[Stored items]

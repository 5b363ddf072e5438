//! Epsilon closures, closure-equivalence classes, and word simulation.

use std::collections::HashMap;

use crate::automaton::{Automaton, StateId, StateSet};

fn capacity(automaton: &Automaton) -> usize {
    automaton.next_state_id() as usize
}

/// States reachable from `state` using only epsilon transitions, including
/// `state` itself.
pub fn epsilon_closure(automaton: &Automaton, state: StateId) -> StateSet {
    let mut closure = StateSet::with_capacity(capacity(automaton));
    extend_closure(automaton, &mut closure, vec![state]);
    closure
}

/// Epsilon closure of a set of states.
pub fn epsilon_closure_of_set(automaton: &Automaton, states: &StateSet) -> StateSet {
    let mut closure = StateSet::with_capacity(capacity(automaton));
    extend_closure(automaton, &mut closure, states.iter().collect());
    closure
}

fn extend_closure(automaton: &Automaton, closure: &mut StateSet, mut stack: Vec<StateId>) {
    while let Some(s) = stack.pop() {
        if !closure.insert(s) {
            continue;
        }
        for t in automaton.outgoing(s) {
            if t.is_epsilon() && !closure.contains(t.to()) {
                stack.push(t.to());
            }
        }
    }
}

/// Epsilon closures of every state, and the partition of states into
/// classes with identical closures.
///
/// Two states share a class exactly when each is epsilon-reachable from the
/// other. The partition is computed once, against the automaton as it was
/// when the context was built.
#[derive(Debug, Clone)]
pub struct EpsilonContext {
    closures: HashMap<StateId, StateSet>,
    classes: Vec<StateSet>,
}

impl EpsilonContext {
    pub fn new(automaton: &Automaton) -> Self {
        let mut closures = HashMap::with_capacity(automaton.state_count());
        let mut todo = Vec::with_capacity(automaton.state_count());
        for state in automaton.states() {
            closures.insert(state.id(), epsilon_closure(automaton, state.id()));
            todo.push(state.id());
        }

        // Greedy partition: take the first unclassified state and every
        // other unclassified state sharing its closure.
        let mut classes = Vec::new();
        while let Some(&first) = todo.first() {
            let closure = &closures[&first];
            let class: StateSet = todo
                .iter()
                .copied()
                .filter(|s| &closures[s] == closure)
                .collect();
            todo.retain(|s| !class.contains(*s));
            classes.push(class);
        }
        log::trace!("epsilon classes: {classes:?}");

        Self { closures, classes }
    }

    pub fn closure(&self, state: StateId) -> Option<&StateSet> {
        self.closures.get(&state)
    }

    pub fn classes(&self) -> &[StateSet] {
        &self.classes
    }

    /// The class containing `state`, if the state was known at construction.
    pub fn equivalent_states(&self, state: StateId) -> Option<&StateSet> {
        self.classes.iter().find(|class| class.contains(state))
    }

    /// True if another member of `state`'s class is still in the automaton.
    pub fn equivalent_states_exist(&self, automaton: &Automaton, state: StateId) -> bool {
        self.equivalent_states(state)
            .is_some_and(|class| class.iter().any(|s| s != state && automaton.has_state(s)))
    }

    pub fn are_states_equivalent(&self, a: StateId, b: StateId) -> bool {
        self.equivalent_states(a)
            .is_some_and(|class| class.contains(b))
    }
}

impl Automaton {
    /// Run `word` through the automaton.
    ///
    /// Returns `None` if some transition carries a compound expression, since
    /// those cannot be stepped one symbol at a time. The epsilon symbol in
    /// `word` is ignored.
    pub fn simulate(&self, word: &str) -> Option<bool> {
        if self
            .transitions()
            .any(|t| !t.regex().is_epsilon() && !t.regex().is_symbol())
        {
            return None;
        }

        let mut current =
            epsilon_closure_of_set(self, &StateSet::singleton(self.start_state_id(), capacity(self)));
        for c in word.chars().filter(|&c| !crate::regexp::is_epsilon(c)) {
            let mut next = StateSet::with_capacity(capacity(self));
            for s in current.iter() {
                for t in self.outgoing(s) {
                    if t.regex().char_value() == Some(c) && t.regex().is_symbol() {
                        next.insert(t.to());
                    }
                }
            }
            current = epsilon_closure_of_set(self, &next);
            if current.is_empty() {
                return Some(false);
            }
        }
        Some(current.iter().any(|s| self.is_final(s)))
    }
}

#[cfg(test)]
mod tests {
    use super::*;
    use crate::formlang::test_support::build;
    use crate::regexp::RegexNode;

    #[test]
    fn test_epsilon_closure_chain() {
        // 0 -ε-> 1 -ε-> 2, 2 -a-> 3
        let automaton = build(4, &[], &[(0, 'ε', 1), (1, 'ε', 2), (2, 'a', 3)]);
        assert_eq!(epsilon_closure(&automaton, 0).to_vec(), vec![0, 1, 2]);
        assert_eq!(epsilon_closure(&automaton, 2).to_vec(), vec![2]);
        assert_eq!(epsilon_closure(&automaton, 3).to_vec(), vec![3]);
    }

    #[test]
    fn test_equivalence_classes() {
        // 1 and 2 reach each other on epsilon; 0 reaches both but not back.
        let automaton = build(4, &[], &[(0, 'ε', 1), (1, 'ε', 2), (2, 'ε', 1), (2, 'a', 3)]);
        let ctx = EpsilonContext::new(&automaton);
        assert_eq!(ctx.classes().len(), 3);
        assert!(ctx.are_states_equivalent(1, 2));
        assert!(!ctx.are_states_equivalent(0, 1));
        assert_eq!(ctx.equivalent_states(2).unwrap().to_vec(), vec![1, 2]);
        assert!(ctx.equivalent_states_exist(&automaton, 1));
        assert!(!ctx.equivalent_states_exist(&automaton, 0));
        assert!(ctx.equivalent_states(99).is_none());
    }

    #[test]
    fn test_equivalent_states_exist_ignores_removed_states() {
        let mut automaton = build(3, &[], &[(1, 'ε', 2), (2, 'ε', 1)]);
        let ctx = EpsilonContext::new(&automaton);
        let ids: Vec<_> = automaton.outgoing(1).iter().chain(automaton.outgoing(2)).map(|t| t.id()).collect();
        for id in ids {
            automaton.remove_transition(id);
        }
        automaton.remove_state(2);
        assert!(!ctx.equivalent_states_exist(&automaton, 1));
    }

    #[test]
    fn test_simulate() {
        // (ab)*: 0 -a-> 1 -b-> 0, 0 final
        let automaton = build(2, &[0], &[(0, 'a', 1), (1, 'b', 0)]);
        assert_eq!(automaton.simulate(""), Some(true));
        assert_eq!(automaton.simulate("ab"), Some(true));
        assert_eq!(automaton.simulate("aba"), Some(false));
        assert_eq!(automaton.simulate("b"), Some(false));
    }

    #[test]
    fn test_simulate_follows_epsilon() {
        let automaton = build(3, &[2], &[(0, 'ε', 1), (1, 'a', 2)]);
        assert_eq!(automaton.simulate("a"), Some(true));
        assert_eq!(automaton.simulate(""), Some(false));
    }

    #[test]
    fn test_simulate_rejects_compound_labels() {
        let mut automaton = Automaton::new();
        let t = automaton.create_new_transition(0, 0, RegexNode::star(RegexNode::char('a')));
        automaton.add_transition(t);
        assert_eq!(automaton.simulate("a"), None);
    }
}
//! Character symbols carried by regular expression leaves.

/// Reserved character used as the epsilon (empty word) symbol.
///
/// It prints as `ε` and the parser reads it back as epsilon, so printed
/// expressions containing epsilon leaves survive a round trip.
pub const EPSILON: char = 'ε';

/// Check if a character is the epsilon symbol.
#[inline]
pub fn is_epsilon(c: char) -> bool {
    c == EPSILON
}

---

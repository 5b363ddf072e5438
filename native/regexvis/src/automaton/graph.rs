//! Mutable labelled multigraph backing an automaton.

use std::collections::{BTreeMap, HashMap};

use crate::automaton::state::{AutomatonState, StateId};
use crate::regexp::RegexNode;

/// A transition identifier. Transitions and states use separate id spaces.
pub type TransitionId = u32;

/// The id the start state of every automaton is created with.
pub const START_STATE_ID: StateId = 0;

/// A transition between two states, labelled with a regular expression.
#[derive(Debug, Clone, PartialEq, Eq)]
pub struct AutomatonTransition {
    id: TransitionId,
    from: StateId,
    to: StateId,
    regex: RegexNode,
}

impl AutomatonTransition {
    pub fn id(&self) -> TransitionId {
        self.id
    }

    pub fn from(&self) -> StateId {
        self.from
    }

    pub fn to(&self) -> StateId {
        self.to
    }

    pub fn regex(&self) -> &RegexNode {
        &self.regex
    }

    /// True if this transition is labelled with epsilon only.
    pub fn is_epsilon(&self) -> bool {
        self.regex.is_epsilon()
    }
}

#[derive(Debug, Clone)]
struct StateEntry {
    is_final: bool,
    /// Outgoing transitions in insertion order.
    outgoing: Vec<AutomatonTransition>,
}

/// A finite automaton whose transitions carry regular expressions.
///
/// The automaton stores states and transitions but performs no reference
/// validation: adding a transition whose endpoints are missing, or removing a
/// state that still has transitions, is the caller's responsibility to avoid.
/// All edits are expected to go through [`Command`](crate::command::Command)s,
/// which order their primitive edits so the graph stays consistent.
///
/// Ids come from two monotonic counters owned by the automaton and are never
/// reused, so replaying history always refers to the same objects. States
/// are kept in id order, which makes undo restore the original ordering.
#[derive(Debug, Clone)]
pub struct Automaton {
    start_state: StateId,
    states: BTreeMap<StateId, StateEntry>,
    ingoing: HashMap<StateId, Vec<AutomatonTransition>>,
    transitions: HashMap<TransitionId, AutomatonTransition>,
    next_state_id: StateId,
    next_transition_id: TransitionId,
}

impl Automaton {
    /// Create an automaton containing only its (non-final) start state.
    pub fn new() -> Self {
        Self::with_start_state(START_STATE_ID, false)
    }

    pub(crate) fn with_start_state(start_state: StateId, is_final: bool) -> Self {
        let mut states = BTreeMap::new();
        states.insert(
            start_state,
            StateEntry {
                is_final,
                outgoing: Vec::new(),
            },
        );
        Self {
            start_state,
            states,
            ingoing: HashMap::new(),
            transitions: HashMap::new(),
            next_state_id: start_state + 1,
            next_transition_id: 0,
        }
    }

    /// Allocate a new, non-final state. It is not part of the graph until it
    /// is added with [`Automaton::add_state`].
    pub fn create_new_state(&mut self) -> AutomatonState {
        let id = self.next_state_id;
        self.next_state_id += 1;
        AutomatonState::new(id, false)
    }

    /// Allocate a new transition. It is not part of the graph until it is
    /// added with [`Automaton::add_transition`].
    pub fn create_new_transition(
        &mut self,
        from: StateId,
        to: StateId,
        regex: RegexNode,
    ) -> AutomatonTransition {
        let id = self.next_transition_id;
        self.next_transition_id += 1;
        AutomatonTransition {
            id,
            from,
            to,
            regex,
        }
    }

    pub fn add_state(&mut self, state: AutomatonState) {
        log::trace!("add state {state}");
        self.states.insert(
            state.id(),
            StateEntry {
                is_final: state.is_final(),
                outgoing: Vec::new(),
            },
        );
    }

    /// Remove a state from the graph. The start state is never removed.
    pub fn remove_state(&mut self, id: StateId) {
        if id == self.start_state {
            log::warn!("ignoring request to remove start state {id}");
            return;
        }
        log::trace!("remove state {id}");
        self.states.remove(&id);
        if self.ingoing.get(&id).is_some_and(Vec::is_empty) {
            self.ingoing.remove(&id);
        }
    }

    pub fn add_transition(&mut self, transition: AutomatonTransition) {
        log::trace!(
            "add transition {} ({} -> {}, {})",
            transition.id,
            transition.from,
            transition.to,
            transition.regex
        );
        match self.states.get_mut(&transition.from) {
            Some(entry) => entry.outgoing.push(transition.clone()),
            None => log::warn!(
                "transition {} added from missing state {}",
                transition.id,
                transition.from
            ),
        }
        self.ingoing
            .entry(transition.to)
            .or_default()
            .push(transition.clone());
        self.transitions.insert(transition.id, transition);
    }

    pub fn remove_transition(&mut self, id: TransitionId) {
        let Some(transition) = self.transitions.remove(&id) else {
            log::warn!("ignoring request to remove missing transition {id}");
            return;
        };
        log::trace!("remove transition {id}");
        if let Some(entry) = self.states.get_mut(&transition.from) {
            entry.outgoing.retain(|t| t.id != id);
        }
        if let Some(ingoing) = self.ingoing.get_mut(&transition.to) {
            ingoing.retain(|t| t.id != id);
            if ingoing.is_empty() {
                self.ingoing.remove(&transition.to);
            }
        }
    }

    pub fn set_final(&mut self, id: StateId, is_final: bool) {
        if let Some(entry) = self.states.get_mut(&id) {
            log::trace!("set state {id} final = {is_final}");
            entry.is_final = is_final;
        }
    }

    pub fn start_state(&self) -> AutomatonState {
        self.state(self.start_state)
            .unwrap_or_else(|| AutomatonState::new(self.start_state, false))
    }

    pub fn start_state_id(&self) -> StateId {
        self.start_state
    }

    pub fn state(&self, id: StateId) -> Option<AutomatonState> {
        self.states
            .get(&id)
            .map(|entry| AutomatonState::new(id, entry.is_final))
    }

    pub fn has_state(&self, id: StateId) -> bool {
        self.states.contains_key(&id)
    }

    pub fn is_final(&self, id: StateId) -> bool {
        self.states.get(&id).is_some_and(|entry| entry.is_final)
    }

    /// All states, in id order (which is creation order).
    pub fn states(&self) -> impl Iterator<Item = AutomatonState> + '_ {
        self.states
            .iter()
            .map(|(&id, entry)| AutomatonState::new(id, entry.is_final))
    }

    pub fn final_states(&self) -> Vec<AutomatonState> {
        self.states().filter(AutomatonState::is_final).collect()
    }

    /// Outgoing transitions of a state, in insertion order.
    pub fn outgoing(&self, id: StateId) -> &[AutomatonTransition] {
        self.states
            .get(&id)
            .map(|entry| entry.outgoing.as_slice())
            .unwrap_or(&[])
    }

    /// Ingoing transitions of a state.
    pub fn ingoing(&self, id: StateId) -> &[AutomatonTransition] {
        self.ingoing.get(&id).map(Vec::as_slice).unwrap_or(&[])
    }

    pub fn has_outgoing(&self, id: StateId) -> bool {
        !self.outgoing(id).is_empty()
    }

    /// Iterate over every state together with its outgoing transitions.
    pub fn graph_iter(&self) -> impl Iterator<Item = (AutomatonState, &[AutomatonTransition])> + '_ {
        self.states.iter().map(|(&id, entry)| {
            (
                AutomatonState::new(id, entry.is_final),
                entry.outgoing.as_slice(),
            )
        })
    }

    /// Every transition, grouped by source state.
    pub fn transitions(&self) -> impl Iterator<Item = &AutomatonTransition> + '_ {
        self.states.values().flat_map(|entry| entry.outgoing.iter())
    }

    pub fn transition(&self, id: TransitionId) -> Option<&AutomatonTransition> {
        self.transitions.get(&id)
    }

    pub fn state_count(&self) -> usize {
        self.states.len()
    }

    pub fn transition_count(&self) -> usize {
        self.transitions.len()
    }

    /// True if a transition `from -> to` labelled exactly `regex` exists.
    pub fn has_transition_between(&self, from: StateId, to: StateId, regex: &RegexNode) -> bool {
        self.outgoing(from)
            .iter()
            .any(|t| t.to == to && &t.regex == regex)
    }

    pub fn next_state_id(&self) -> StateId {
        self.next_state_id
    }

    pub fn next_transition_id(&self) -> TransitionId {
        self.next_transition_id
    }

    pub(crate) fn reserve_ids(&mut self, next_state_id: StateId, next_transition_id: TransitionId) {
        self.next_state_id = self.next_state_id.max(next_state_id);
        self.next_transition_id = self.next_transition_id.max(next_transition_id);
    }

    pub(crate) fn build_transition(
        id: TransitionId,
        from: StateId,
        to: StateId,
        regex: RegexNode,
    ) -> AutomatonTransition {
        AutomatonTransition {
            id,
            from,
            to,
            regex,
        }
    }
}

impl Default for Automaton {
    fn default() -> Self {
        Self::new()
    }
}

_WHAT YOU WILL DO_
In the entries above, find each line with the word "until" and show it.

_ANSWER TO THE PROBLEM_
    /// Allocate a new, non-final state. It is not part of the graph until it
    /// Allocate a new transition. It is not part of the graph until it is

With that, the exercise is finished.